B- Le Mécanisme

Afin de décrire de la manière la plus simple possible le stress, nous l’étudierons dans ses trois principales étapes :
-la phase d’alarme qui cherche à prévenir le stress
-la phase de défense qui combat le stress
-la phase d’épuisement qui arrive si le stress persiste

La perception du stress est faite grâce à l’activité de deux parties du cerveau en relation étroite : le système limbique, responsable de l’intégration émotionnelle et l’hypothalamus, lié aux modifications du comportement. L’amygdale appartient au système limbique et est le centre des sensations de la peur et de l’anxiété liées au stress. Le système limbique active l’hypothalamus qui va secréter des hormones (corticulibérine…). Ces hormones agissent en aval sur la partie antérieure de l’hypophyse qui va à son tour libérer certaines hormones agissant sur les organes cibles de l’organisme comme les glandes surrénales  (fabriquant les corticoïdes), les gonades (glandes sexuelles), la thyroïde (responsable de la sécrétion des hormones T3 et T4), etc. Toute agression extérieure provoque la libération de deux neuromédiateurs : l’adrénaline et la noradrénaline. Ces hormones provoquent des modifications cardiovasculaires au cours du stress, l’augmentation de la noradrénaline est liée au stress physique comme l’agressivité et la colère; alors que l’adrénaline serait associée à la tension, l’angoisse, la colère réprimée, les imprévus et la panique, elle peut aussi provoquer des insomnies.

Les hormones (corticoïdes) préparent l’organisme à la lutte contre le stress. Lors d’un stress continu l’organisme se trouve dans une situation de stress et choisit alors « fight or flight », s’évader du stress ou le combattre. Si le stress persiste on remarque une augmentation de la fréquence cardiaque et du rythme respiratoire, l’organisme réduit ainsi les activités non-essentielles (digestion, reproduction…). Le système de défense est affaibli et par conséquence il devient victime d'infections diverses. Plus le taux de corticoïde augmente plus la capacité de défense immunitaire diminue.

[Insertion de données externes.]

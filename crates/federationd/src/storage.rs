//! Persistent storage using sled
//!
//! Votes, messages and remote outcomes are append-only; peers and proposals
//! are upserted with their current state.

use crate::consensus::ProposalRecord;
use federation_core::types::*;
use serde::{Deserialize, Serialize};
use sled::Db;
use std::path::Path;
use thiserror::Error;

/// Storage errors
#[derive(Debug, Error)]
pub enum StorageError {
    #[error("Sled error: {0}")]
    Sled(#[from] sled::Error),
    #[error("Serialization error: {0}")]
    Serialization(#[from] postcard::Error),
}

/// Locally persisted identity. Holds the private seed; never leaves the node.
#[derive(Clone, Serialize, Deserialize)]
pub struct StoredIdentity {
    pub seed: [u8; 32],
    pub genesis_timestamp: u64,
    pub ruleset_hash: RulesetHash,
}

const IDENTITY_KEY: &str = "identity";

/// Storage backend for federationd
pub struct Storage {
    db: Db,
    /// Metadata tree: key -> value
    metadata: sled::Tree,
    /// Peer tree: instance_id -> PeerRecord
    peers: sled::Tree,
    /// Proposal tree: proposal_id -> ProposalRecord
    proposals: sled::Tree,
    /// Vote tree: proposal_id || voter || cast_at -> Vote
    votes: sled::Tree,
    /// Message tree: message_hash -> GossipMessage
    messages: sled::Tree,
    /// Outcome tree: proposal_id || instance || finalized_at -> OutcomeAnnouncement
    outcomes: sled::Tree,
}

impl Storage {
    /// Open storage at the given path
    pub fn open(path: impl AsRef<Path>) -> Result<Self, StorageError> {
        Self::from_db(sled::open(path)?)
    }

    /// Open a throwaway database that is removed on drop
    pub fn temporary() -> Result<Self, StorageError> {
        Self::from_db(sled::Config::new().temporary(true).open()?)
    }

    fn from_db(db: Db) -> Result<Self, StorageError> {
        let metadata = db.open_tree("metadata")?;
        let peers = db.open_tree("peers")?;
        let proposals = db.open_tree("proposals")?;
        let votes = db.open_tree("votes")?;
        let messages = db.open_tree("messages")?;
        let outcomes = db.open_tree("outcomes")?;

        Ok(Self {
            db,
            metadata,
            peers,
            proposals,
            votes,
            messages,
            outcomes,
        })
    }

    // -------------------------------------------------------------------------
    // identity
    // -------------------------------------------------------------------------

    /// Store the local identity
    pub fn put_identity(&self, identity: &StoredIdentity) -> Result<(), StorageError> {
        let value = postcard::to_allocvec(identity)?;
        self.metadata.insert(IDENTITY_KEY, value)?;
        Ok(())
    }

    /// Load the local identity, if one was created before
    pub fn get_identity(&self) -> Result<Option<StoredIdentity>, StorageError> {
        match self.metadata.get(IDENTITY_KEY)? {
            Some(bytes) => Ok(Some(postcard::from_bytes(&bytes)?)),
            None => Ok(None),
        }
    }

    // -------------------------------------------------------------------------
    // peers
    // -------------------------------------------------------------------------

    /// Insert or replace a peer record
    pub fn put_peer(&self, peer: &PeerRecord) -> Result<(), StorageError> {
        let value = postcard::to_allocvec(peer)?;
        self.peers.insert(peer.instance_id.0, value)?;
        Ok(())
    }

    /// Remove a peer record
    pub fn remove_peer(&self, instance_id: &InstanceId) -> Result<(), StorageError> {
        self.peers.remove(instance_id.0)?;
        Ok(())
    }

    /// All stored peers
    pub fn all_peers(&self) -> Result<Vec<PeerRecord>, StorageError> {
        self.peers
            .iter()
            .map(|result| {
                let (_, bytes) = result?;
                Ok(postcard::from_bytes(&bytes)?)
            })
            .collect()
    }

    // -------------------------------------------------------------------------
    // proposals
    // -------------------------------------------------------------------------

    /// Insert or replace the current state of a proposal
    pub fn put_proposal(&self, record: &ProposalRecord) -> Result<(), StorageError> {
        let value = postcard::to_allocvec(record)?;
        self.proposals.insert(record.proposal.proposal_id.0, value)?;
        Ok(())
    }

    /// Get a proposal by ID
    pub fn get_proposal(&self, id: &ProposalId) -> Result<Option<ProposalRecord>, StorageError> {
        match self.proposals.get(id.0)? {
            Some(bytes) => Ok(Some(postcard::from_bytes(&bytes)?)),
            None => Ok(None),
        }
    }

    /// All stored proposals
    pub fn all_proposals(&self) -> Result<Vec<ProposalRecord>, StorageError> {
        self.proposals
            .iter()
            .map(|result| {
                let (_, bytes) = result?;
                Ok(postcard::from_bytes(&bytes)?)
            })
            .collect()
    }

    // -------------------------------------------------------------------------
    // votes (append-only)
    // -------------------------------------------------------------------------

    fn vote_key(vote: &Vote) -> Vec<u8> {
        let mut key = Vec::with_capacity(72);
        key.extend_from_slice(&vote.proposal_id.0);
        key.extend_from_slice(&vote.voter.0);
        key.extend_from_slice(&vote.cast_at.to_be_bytes());
        key
    }

    /// Append a vote revision. Re-appending the identical revision is a no-op.
    pub fn append_vote(&self, vote: &Vote) -> Result<(), StorageError> {
        let value = postcard::to_allocvec(vote)?;
        // An existing key means this exact revision is already recorded
        let _ = self
            .votes
            .compare_and_swap(Self::vote_key(vote), None as Option<&[u8]>, Some(value))?;
        Ok(())
    }

    /// Every stored revision for a proposal, in (voter, cast_at) order
    pub fn vote_history(&self, proposal_id: &ProposalId) -> Result<Vec<Vote>, StorageError> {
        self.votes
            .scan_prefix(proposal_id.0)
            .map(|result| {
                let (_, bytes) = result?;
                Ok(postcard::from_bytes(&bytes)?)
            })
            .collect()
    }

    /// Count vote revisions
    pub fn vote_count(&self) -> usize {
        self.votes.len()
    }

    // -------------------------------------------------------------------------
    // messages (append-only audit)
    // -------------------------------------------------------------------------

    /// Append an accepted gossip envelope
    pub fn append_message(&self, message: &GossipMessage) -> Result<(), StorageError> {
        let value = postcard::to_allocvec(message)?;
        let _ = self
            .messages
            .compare_and_swap(message.message_hash.0, None as Option<&[u8]>, Some(value))?;
        Ok(())
    }

    /// Get a stored envelope by hash
    pub fn get_message(&self, hash: &MessageHash) -> Result<Option<GossipMessage>, StorageError> {
        match self.messages.get(hash.0)? {
            Some(bytes) => Ok(Some(postcard::from_bytes(&bytes)?)),
            None => Ok(None),
        }
    }

    /// Count stored envelopes
    pub fn message_count(&self) -> usize {
        self.messages.len()
    }

    // -------------------------------------------------------------------------
    // remote outcomes (append-only)
    // -------------------------------------------------------------------------

    /// Append an outcome announced by some instance
    pub fn append_outcome(&self, outcome: &OutcomeAnnouncement) -> Result<(), StorageError> {
        let mut key = Vec::with_capacity(72);
        key.extend_from_slice(&outcome.proposal_id.0);
        key.extend_from_slice(&outcome.instance.0);
        key.extend_from_slice(&outcome.finalized_at.to_be_bytes());
        let value = postcard::to_allocvec(outcome)?;
        let _ = self
            .outcomes
            .compare_and_swap(key, None as Option<&[u8]>, Some(value))?;
        Ok(())
    }

    /// Every outcome announced for a proposal
    pub fn outcomes_for(
        &self,
        proposal_id: &ProposalId,
    ) -> Result<Vec<OutcomeAnnouncement>, StorageError> {
        self.outcomes
            .scan_prefix(proposal_id.0)
            .map(|result| {
                let (_, bytes) = result?;
                Ok(postcard::from_bytes(&bytes)?)
            })
            .collect()
    }

    /// Flush all pending writes
    pub fn flush(&self) -> Result<(), StorageError> {
        self.db.flush()?;
        Ok(())
    }
}
//! Signing keys for instance identity
//!
//! Provides key generation, signing and verification.

use ed25519_dalek::{Signature, Signer, SigningKey, Verifier, VerifyingKey};
use rand::rngs::OsRng;
use rand::RngCore;
use thiserror::Error;

/// Cryptographic errors
#[derive(Debug, Error)]
pub enum CryptoError {
    #[error("Entropy source unavailable: {0}")]
    Entropy(String),
    #[error("Invalid public key")]
    InvalidPublicKey,
    #[error("Invalid signature encoding")]
    InvalidSignature,
    #[error("Signature verification failed")]
    SignatureVerificationFailed,
}

/// Ed25519 keypair for signing and identity
#[derive(Clone)]
pub struct KeyPair {
    signing_key: SigningKey,
}

impl KeyPair {
    /// Generate a new random keypair from the OS entropy source.
    ///
    /// Fails instead of falling back to a weaker scheme.
    pub fn generate() -> Result<Self, CryptoError> {
        let mut seed = [0u8; 32];
        OsRng
            .try_fill_bytes(&mut seed)
            .map_err(|e| CryptoError::Entropy(e.to_string()))?;
        Ok(Self::from_seed(&seed))
    }

    /// Create from seed bytes (persisted identity, deterministic testing)
    pub fn from_seed(seed: &[u8; 32]) -> Self {
        let signing_key = SigningKey::from_bytes(seed);
        Self { signing_key }
    }

    /// Seed bytes for local persistence. Never put these on the wire.
    pub fn seed(&self) -> [u8; 32] {
        self.signing_key.to_bytes()
    }

    /// Get the public key bytes
    pub fn public_key(&self) -> [u8; 32] {
        self.signing_key.verifying_key().to_bytes()
    }

    /// Get the verifying key
    pub fn verifying_key(&self) -> VerifyingKey {
        self.signing_key.verifying_key()
    }

    /// Sign a message (Ed25519 signatures are deterministic)
    pub fn sign(&self, message: &[u8]) -> [u8; 64] {
        self.signing_key.sign(message).to_bytes()
    }

    /// Verify a signature
    pub fn verify(
        public_key: &[u8; 32],
        message: &[u8],
        signature: &[u8],
    ) -> Result<(), CryptoError> {
        let verifying_key = VerifyingKey::from_bytes(public_key)
            .map_err(|_| CryptoError::InvalidPublicKey)?;
        let sig = Signature::from_slice(signature).map_err(|_| CryptoError::InvalidSignature)?;
        verifying_key
            .verify(message, &sig)
            .map_err(|_| CryptoError::SignatureVerificationFailed)
    }
}

impl std::fmt::Debug for KeyPair {
    fn fmt(&self, f: &mut std::fmt::Formatter<'_>) -> std::fmt::Result {
        f.debug_struct("KeyPair")
            .field("public_key", &hex::encode(self.public_key()))
            .finish_non_exhaustive()
    }
}

#[cfg(test)]
mod tests {
    use super::*;

    #[test]
    fn test_keypair_sign_verify() {
        let kp = KeyPair::generate().unwrap();
        let msg = b"hello world";
        let sig = kp.sign(msg);

        assert!(KeyPair::verify(&kp.public_key(), msg, &sig).is_ok());
        assert!(KeyPair::verify(&kp.public_key(), b"other", &sig).is_err());
    }

    #[test]
    fn test_signing_is_deterministic() {
        let kp = KeyPair::from_seed(&[7; 32]);
        assert_eq!(kp.sign(b"payload"), kp.sign(b"payload"));
    }

    #[test]
    fn test_seed_roundtrip() {
        let kp = KeyPair::generate().unwrap();
        let restored = KeyPair::from_seed(&kp.seed());
        assert_eq!(kp.public_key(), restored.public_key());
    }

    #[test]
    fn test_malformed_signature_is_error() {
        let kp = KeyPair::from_seed(&[1; 32]);
        assert!(matches!(
            KeyPair::verify(&kp.public_key(), b"m", &[0u8; 10]),
            Err(CryptoError::InvalidSignature)
        ));
    }

    #[test]
    fn test_debug_hides_secret() {
        let kp = KeyPair::from_seed(&[1; 32]);
        let rendered = format!("{:?}", kp);
        assert!(!rendered.contains(&hex::encode(kp.seed())));
    }
}
impl InstanceIdentity {
    /// Create a fresh identity bound to a rule-set fingerprint
    pub fn create(ruleset_hash: RulesetHash) -> Result<Self, IdentityError> {
        let keypair = KeyPair::generate()?;
        Ok(Self::from_keypair(keypair, now_millis(), ruleset_hash))
    }

    /// Rebuild an identity from its persisted parts
    pub fn from_keypair(keypair: KeyPair, genesis_timestamp: u64, ruleset_hash: RulesetHash) -> Self {
        Self {
            instance_id: derive_instance_id(&keypair.public_key()),
            keypair,
            genesis_timestamp,
            ruleset_hash,
        }
    }

    /// Load the persisted identity, or create and persist a new one.
    ///
    /// The key survives rule-set changes; only the fingerprint is updated.
    pub fn load_or_create(storage: &Storage, ruleset_hash: RulesetHash) -> Result<Self, IdentityError> {
        if let Some(stored) = storage.get_identity()? {
            let mut identity = Self::from_keypair(
                KeyPair::from_seed(&stored.seed),
                stored.genesis_timestamp,
                stored.ruleset_hash,
            );
            if stored.ruleset_hash != ruleset_hash {
                warn!(
                    "Rule-set changed for {}: {} -> {}",
                    identity.instance_id, stored.ruleset_hash, ruleset_hash
                );
                identity.ruleset_hash = ruleset_hash;
                identity.persist(storage)?;
            }
            return Ok(identity);
        }

        let identity = Self::create(ruleset_hash)?;
        identity.persist(storage)?;
        info!("Created instance identity {}", identity.instance_id);
        Ok(identity)
    }

    fn persist(&self, storage: &Storage) -> Result<(), IdentityError> {
        storage.put_identity(&StoredIdentity {
            seed: self.keypair.seed(),
            genesis_timestamp: self.genesis_timestamp,
            ruleset_hash: self.ruleset_hash,
        })?;
        Ok(())
    }

    pub fn instance_id(&self) -> InstanceId {
        self.instance_id
    }

    pub fn public_key(&self) -> Bytes32 {
        self.keypair.public_key()
    }

    pub fn genesis_timestamp(&self) -> u64 {
        self.genesis_timestamp
    }

    pub fn ruleset_hash(&self) -> RulesetHash {
        self.ruleset_hash
    }

    /// Sign a payload with the instance key
    pub fn sign(&self, payload: &[u8]) -> Vec<u8> {
        self.keypair.sign(payload).to_vec()
    }
}

/// Check a signature. Malformed keys or signatures are simply invalid.
pub fn verify(payload: &[u8], signature: &[u8], public_key: &Bytes32) -> bool {
    KeyPair::verify(public_key, payload, signature).is_ok()
}

/// Fingerprint the bytes of a rule-set document
pub fn ruleset_fingerprint(ruleset: &[u8]) -> RulesetHash {
    derive_ruleset_hash(ruleset)
}

// =============================================================================
// REGISTRY
// =============================================================================

/// Registry timing configuration
#[derive(Debug, Clone)]
pub struct RegistryConfig {
    /// Silence after which a peer is marked stale
    pub stale_after: Duration,
    /// Silence after which a stale peer is forgotten
    pub evict_after: Duration,
    /// Conflict log capacity
    pub max_conflicts: usize,
}

impl Default for RegistryConfig {
    fn default() -> Self {
        Self {
            stale_after: Duration::from_secs(300),
            evict_after: Duration::from_secs(3600),
            max_conflicts: 256,
        }
    }
}

/// A refused attempt to bind a known instance id to a new key
#[derive(Debug, Clone, Serialize)]
pub struct ConflictRecord {
    pub instance_id: InstanceId,
    pub known_key: Bytes32,
    pub offered_key: Bytes32,
    pub offered_label: String,
    pub detected_at: u64,
}

/// Result of a sweep
#[derive(Debug, Clone, Default, PartialEq, Eq)]
pub struct SweepReport {
    pub staled: Vec<InstanceId>,
    pub evicted: Vec<InstanceId>,
}

/// Registry statistics
#[derive(Debug, Clone, Default, Serialize)]
pub struct RegistryStats {
    pub total: usize,
    pub unverified: usize,
    pub verified: usize,
    pub stale: usize,
    pub quarantined: usize,
    /// Peers on a different rule-set
    pub incompatible: usize,
    pub conflicts: usize,
}

/// Known remote instances, keyed by instance id
pub struct IdentityRegistry {
    identity: InstanceIdentity,
    config: RegistryConfig,
    peers: RwLock<HashMap<InstanceId, PeerRecord>>,
    conflicts: RwLock<VecDeque<ConflictRecord>>,
    storage: Arc<Storage>,
}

Si le stress persiste encore, les organes endoctrines s’épuisent, l’équilibre du système de défense immunitaire est rompu, ce qui se manifeste par différents  syndromes tels la psychose, la dépression et des maladies liées à la destruction hormonale. L’organisme continu à se défendre contre le stress en augmentant la production des molécules morphiniques qui servent d’antidouleurs au cours du stress. Les réserves de l’organisme comme les lipides et protéines sont de plus en plus utilisés comme source d’énergie.

A ce stade, il existe deux possibilités :
-soit le stress disparait
-soit l’organisme entre dans la phase d’épuisement.

Dans la phase d’épuisement, l'organisme se dégrade peu à peu, les capacités sécrétrices des organes sont épuisées et l’organisme retient de plus en plus de sodium au détriment du potassium ce qui a un impact sur le cœur, les vaisseaux sanguins et les reins.

Le stress peut être géré de différentes façons qui peuvent neutraliser le stress durant les trois phases.
Pendant la phase d’alarme en s’évadant.
Pendant la phase de défense grâce aux hormones.
Pendant la phase d’épuisement à l’aide des réserves de l’organisme, de molécules antidouleurs.

Mais si le stress continue après ces trois phases, l’individu encourt de graves risques physiques voire même la mort.